Population mondiale : Ces inégalités subies par les femmes qui menacent la paix dans les pays (Rapport mondial sur la population)


Mabingue-NGom, Directeur régional de L'UNFPA

Mabingue N’Gom, directeur régional-UNFPA (Fonds des nations Unies pour la population) en Afrique de l’Ouest et du Centre, a procédé, mardi 17 octobre au Golf Hôtel-Abidjan d’Abidjan, au lancement du rapport sur l’état mondial de la  population 2017. Il ressort dans ce rapport que les femmes subissent plusieurs inégalités, pouvant menacer les objectifs mondiaux  de développement.

Selon ce rapport, si l’on n’y prend garde, les pays risquent de faire face à des troubles, de voir leur paix menacée et compromise, et ne pas atteindre leurs objectifs de développement.

Ce rapport intitulé « Des mondes à part : santé et droits en matière de reproduction à une époque marquée par les inégalités » attire l’attention sur les inégalités, notamment en matière de santé, droits sexuels et reproductifs.
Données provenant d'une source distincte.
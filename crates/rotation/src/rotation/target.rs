//! Pluggable setSecret / testSecret
//!
//! What it means to apply or verify a credential depends entirely on the
//! system the secret protects (a database user's password, an API key at a
//! vendor, ...). Implement [`CredentialTarget`] for that system and hand it to
//! [`crate::RotationHandler`].
//!
//! # Contract
//!
//! - Both steps receive the store and identifiers explicitly and must read the
//!   PENDING value themselves, e.g. via [`fetch_pending`].
//! - Both must be idempotent: applying or testing the same pending value twice
//!   is harmless.
//! - Any partial or uncertain outcome must be returned as an error. A masked
//!   failure in `test_secret` would let an unverified credential reach
//!   finishSecret.
//!
//! # Example
//!
//! ```rust,ignore
//! struct PostgresTarget { admin: PgPool, user: String }
//!
//! #[async_trait]
//! impl CredentialTarget for PostgresTarget {
//!     async fn set_secret(&self, store: &dyn SecretStore, secret_id: &SecretId, token: &VersionId)
//!         -> RotationResult<()>
//!     {
//!         let pending = fetch_pending(store, secret_id, token).await?;
//!         sqlx::query(&format!("ALTER USER {} PASSWORD $1", self.user))
//!             .bind(pending.expose())
//!             .execute(&self.admin)
//!             .await
//!             .map_err(|e| RotationError::TargetFailed {
//!                 step: "setSecret",
//!                 secret_id: secret_id.clone(),
//!                 reason: e.to_string(),
//!             })?;
//!         Ok(())
//!     }
//!
//!     async fn test_secret(&self, store: &dyn SecretStore, secret_id: &SecretId, token: &VersionId)
//!         -> RotationResult<()>
//!     {
//!         let pending = fetch_pending(store, secret_id, token).await?;
//!         connect_as(&self.user, pending.expose()).await?.execute("SELECT 1").await?;
//!         Ok(())
//!     }
//! }
//! ```

use async_trait::async_trait;

use super::error::{RotationError, RotationResult};
use crate::core::{SecretId, SecretValue, Stage, VersionId};
use crate::store::{GetSecretValue, SecretStore, StoreOperation};

/// The protected downstream system a secret authenticates against
#[async_trait]
pub trait CredentialTarget: Send + Sync {
    /// Apply the PENDING value to the downstream system
    async fn set_secret(
        &self,
        store: &dyn SecretStore,
        secret_id: &SecretId,
        token: &VersionId,
    ) -> RotationResult<()>;

    /// Verify the PENDING value grants the expected access
    async fn test_secret(
        &self,
        store: &dyn SecretStore,
        secret_id: &SecretId,
        token: &VersionId,
    ) -> RotationResult<()>;
}

/// Read the PENDING value of `token`
///
/// Any failure, including "not found", is an error here: by the time
/// setSecret or testSecret run, createSecret must have stored the value.
pub async fn fetch_pending(
    store: &dyn SecretStore,
    secret_id: &SecretId,
    token: &VersionId,
) -> RotationResult<SecretValue> {
    store
        .get_secret_value(GetSecretValue::by_version_and_stage(
            secret_id.clone(),
            token.clone(),
            Stage::Pending,
        ))
        .await
        .map_err(|e| RotationError::store(StoreOperation::GetSecretValue, e))
}

/// Target with no downstream integration; both steps fail
#[derive(Debug, Clone, Copy, Default)]
pub struct UnimplementedTarget;

#[async_trait]
impl CredentialTarget for UnimplementedTarget {
    async fn set_secret(
        &self,
        _store: &dyn SecretStore,
        secret_id: &SecretId,
        _token: &VersionId,
    ) -> RotationResult<()> {
        Err(RotationError::NotImplemented {
            step: "setSecret",
            secret_id: secret_id.clone(),
        })
    }

    async fn test_secret(
        &self,
        _store: &dyn SecretStore,
        secret_id: &SecretId,
        _token: &VersionId,
    ) -> RotationResult<()> {
        Err(RotationError::NotImplemented {
            step: "testSecret",
            secret_id: secret_id.clone(),
        })
    }
}
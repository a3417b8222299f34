//! Rotation-specific error types
//!
//! Every variant aborts the current invocation. Nothing is retried or
//! compensated in-process; the scheduler redelivers the whole step.

use thiserror::Error;

use crate::config::ConfigError;
use crate::core::{IdError, SecretId, VersionId};
use crate::store::{StoreError, StoreOperation};

/// Errors that can occur while handling a rotation invocation
#[derive(Debug, Error)]
pub enum RotationError {
    /// Secret is not enabled for rotation
    #[error("Secret {secret_id} is not enabled for rotation")]
    RotationNotEnabled { secret_id: SecretId },

    /// Token has no entry in the version → stages map
    #[error("Secret version {version} has no stage for rotation of secret {secret_id}")]
    UnknownVersion {
        secret_id: SecretId,
        version: VersionId,
    },

    /// Token is already CURRENT; rotation for it has completed
    #[error("Secret version {version} already set as AWSCURRENT for secret {secret_id}")]
    AlreadyCurrent {
        secret_id: SecretId,
        version: VersionId,
    },

    /// Token is neither CURRENT nor PENDING
    #[error("Secret version {version} not set as AWSPENDING for rotation of secret {secret_id}")]
    NotPending {
        secret_id: SecretId,
        version: VersionId,
    },

    /// Step name is not one of the four rotation steps
    #[error("Invalid step parameter: {step}")]
    InvalidStep { step: String },

    /// More than one version carries CURRENT
    #[error("Secret {secret_id} has {} versions staged AWSCURRENT: {}", versions.len(), join(versions))]
    InconsistentStages {
        secret_id: SecretId,
        versions: Vec<VersionId>,
    },

    /// The configured target does not implement this step
    #[error("{step} is not implemented for secret {secret_id}")]
    NotImplemented {
        step: &'static str,
        secret_id: SecretId,
    },

    /// The protected downstream system rejected or failed the step
    #[error("{step} failed for secret {secret_id}: {reason}")]
    TargetFailed {
        step: &'static str,
        secret_id: SecretId,
        reason: String,
    },

    /// Event payload could not be decoded
    #[error("Malformed rotation event: {0}")]
    MalformedEvent(#[from] serde_json::Error),

    /// Invocation carried malformed identifiers
    #[error("Invalid invocation: {0}")]
    InvalidInvocation(#[from] IdError),

    /// Secret store call failed
    #[error("Secret store error during {operation}: {source}")]
    Store {
        operation: StoreOperation,
        #[source]
        source: StoreError,
    },

    /// Handler configuration is invalid
    #[error("Configuration error: {0}")]
    Config(#[from] ConfigError),
}

fn join(versions: &[VersionId]) -> String {
    versions
        .iter()
        .map(VersionId::as_str)
        .collect::<Vec<_>>()
        .join(", ")
}

impl RotationError {
    /// Wrap a store failure with the operation that produced it
    pub fn store(operation: StoreOperation, source: StoreError) -> Self {
        Self::Store { operation, source }
    }

    /// Whether this came from the staging gate or step-name check
    pub fn is_validation(&self) -> bool {
        matches!(
            self,
            Self::RotationNotEnabled { .. }
                | Self::UnknownVersion { .. }
                | Self::AlreadyCurrent { .. }
                | Self::NotPending { .. }
                | Self::InvalidStep { .. }
        )
    }

    /// Whether the token was already promoted; callers treat this as a
    /// terminal success rather than a retryable failure
    pub fn is_already_complete(&self) -> bool {
        matches!(self, Self::AlreadyCurrent { .. })
    }
}

/// Result type for rotation operations
pub type RotationResult<T> = Result<T, RotationError>;
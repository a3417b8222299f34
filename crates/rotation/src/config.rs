//! Rotation configuration and validation
//!
//! [`RotationConfig`] is deserialisable, has sensible defaults and must pass
//! [`RotationConfig::validate`] before a handler accepts it.

use serde::{Deserialize, Serialize};

/// Environment variable overriding [`PasswordPolicy::length`]
pub const ENV_PASSWORD_LENGTH: &str = "STAGEHAND_PASSWORD_LENGTH";
/// Environment variable setting [`PasswordPolicy::exclude_characters`]
pub const ENV_EXCLUDE_CHARACTERS: &str = "STAGEHAND_EXCLUDE_CHARACTERS";

/// Characters that break connection strings, shells or quoting in downstream
/// protocols. Never generated, whatever the policy says.
pub const DEFAULT_EXCLUDE_CHARACTERS: &str = "/@'\"\\";

const MAX_PASSWORD_LENGTH: u32 = 4096;

/// Configuration error types
#[derive(Debug, Clone, PartialEq, Eq, thiserror::Error)]
pub enum ConfigError {
    /// Invalid configuration value
    #[error("Invalid configuration: {field}: {reason}")]
    InvalidValue { field: String, reason: String },
}

/// Parameters for the store's random-value generator
#[derive(Debug, Clone, PartialEq, Eq, Serialize, Deserialize)]
#[serde(default)]
pub struct PasswordPolicy {
    /// Number of characters to generate
    pub length: u32,

    /// Extra characters to leave out, on top of [`DEFAULT_EXCLUDE_CHARACTERS`]
    pub exclude_characters: String,

    /// Leave out `0-9`
    pub exclude_numbers: bool,

    /// Leave out ASCII punctuation
    pub exclude_punctuation: bool,

    /// Leave out `A-Z`
    pub exclude_uppercase: bool,

    /// Leave out `a-z`
    pub exclude_lowercase: bool,

    /// Allow the space character
    pub include_space: bool,

    /// Require at least one character from every enabled class
    pub require_each_included_type: bool,
}

impl Default for PasswordPolicy {
    fn default() -> Self {
        Self {
            length: 32,
            exclude_characters: String::new(),
            exclude_numbers: false,
            exclude_punctuation: false,
            exclude_uppercase: false,
            exclude_lowercase: false,
            include_space: false,
            require_each_included_type: true,
        }
    }
}

impl PasswordPolicy {
    /// Enabled character classes with excluded characters already removed.
    ///
    /// Classes that end up empty are dropped.
    pub fn character_classes(&self) -> Vec<Vec<char>> {
        let mut classes: Vec<Vec<char>> = Vec::with_capacity(5);
        if !self.exclude_lowercase {
            classes.push(('a'..='z').collect());
        }
        if !self.exclude_uppercase {
            classes.push(('A'..='Z').collect());
        }
        if !self.exclude_numbers {
            classes.push(('0'..='9').collect());
        }
        if !self.exclude_punctuation {
            classes.push(('!'..='~').filter(char::is_ascii_punctuation).collect());
        }
        if self.include_space {
            classes.push(vec![' ']);
        }

        classes
            .into_iter()
            .map(|class| {
                class
                    .into_iter()
                    .filter(|c| !self.is_excluded(*c))
                    .collect::<Vec<char>>()
            })
            .filter(|class| !class.is_empty())
            .collect()
    }

    /// Whether `c` may never appear in a generated value
    pub fn is_excluded(&self, c: char) -> bool {
        DEFAULT_EXCLUDE_CHARACTERS.contains(c) || self.exclude_characters.contains(c)
    }

    /// Check the policy can actually produce a value
    pub fn validate(&self) -> Result<(), ConfigError> {
        if self.length == 0 || self.length > MAX_PASSWORD_LENGTH {
            return Err(ConfigError::InvalidValue {
                field: "password.length".into(),
                reason: format!(
                    "must be between 1 and {MAX_PASSWORD_LENGTH}, got {}",
                    self.length
                ),
            });
        }

        let classes = self.character_classes();
        if classes.is_empty() {
            return Err(ConfigError::InvalidValue {
                field: "password.exclude_characters".into(),
                reason: "no characters left to generate from".into(),
            });
        }

        if self.require_each_included_type && (self.length as usize) < classes.len() {
            return Err(ConfigError::InvalidValue {
                field: "password.length".into(),
                reason: format!(
                    "must be at least {} to include every character class",
                    classes.len()
                ),
            });
        }

        Ok(())
    }
}

/// Configuration for [`crate::RotationHandler`]
#[derive(Debug, Clone, Default, PartialEq, Eq, Serialize, Deserialize)]
#[serde(default)]
pub struct RotationConfig {
    /// Policy used when createSecret asks the store for a fresh value
    pub password: PasswordPolicy,
}

impl RotationConfig {
    /// Create configuration from environment variables
    pub fn from_env() -> Result<Self, ConfigError> {
        Self::from_lookup(|key| std::env::var(key).ok())
    }

    /// Create configuration from an arbitrary key lookup
    pub fn from_lookup<F>(lookup: F) -> Result<Self, ConfigError>
    where
        F: Fn(&str) -> Option<String>,
    {
        let mut config = Self::default();

        if let Some(raw) = lookup(ENV_PASSWORD_LENGTH) {
            config.password.length =
                raw.trim()
                    .parse()
                    .map_err(|e| ConfigError::InvalidValue {
                        field: ENV_PASSWORD_LENGTH.into(),
                        reason: format!("'{raw}' is not a length: {e}"),
                    })?;
        }

        if let Some(exclude) = lookup(ENV_EXCLUDE_CHARACTERS) {
            config.password.exclude_characters = exclude;
        }

        config.validate()?;
        Ok(config)
    }

    /// Validate configuration parameters
    pub fn validate(&self) -> Result<(), ConfigError> {
        self.password.validate()
    }
}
Pour M. Mabingue N’Gom, il faut arriver à mettre fin à cette situation qui n’est pas qu’économique, mais concerne aussi le pouvoir, les droits et les opportunités.

« Les droits en matière de santé sexuelle et de la reproduction sont des variables cruciales pour faire face aux inégalités économiques et propulser les pays vers les objectifs de développement durable pour éliminer la pauvreté», a-t-il dit. Avant d’ajouter que la visIon des Nations-Unies est d’arrêter cette spirale de tendance actuelle des inégalités, qui ont déjà engendré des pertes estimées à 105  milliards de dollars en Afrique sud saharienne.

Le même rapport fait observer que chaque année dans les pays en voie de développement, le manque d’accès à des services de planification familiale entraîne 89 millions de naissances non planifiés et 48 millions d’avortement.

«Les inégalités au sein des pays aujourd’hui ne sauraient être réduites à une ligne séparant les riches des pauvres », indique, pour sa part, le Dr Natalia Kanem, directrice exécutive de l’UNFPA, dans ledit rapport.

« Les pays doivent remédier aux inégalités économiques, notamment en matière de santé et de droits reproductifs, et éliminer les obstacles sociaux et institutionnels, qui empêchent les femmes de s’épanouir pleinement », poursuit-elle.

L’une des solutions que préconise ce rapport, c’est d’accorder la priorité aux plus défavorisés d’ici à l’horizon 2030. « La réduction de toutes les inégalités doit être l’objectif. Ainsi, certaines des contributions les plus efficaces peuvent naître de la concrétisation des droits reproductifs des femmes ».

En Côte d’Ivoire, selon les intervenants, le pays n’est pas, certes, dans une position rose, mais fait montre de sa volonté à améliorer les conditions de vie des femmes à travers son programme de contraception.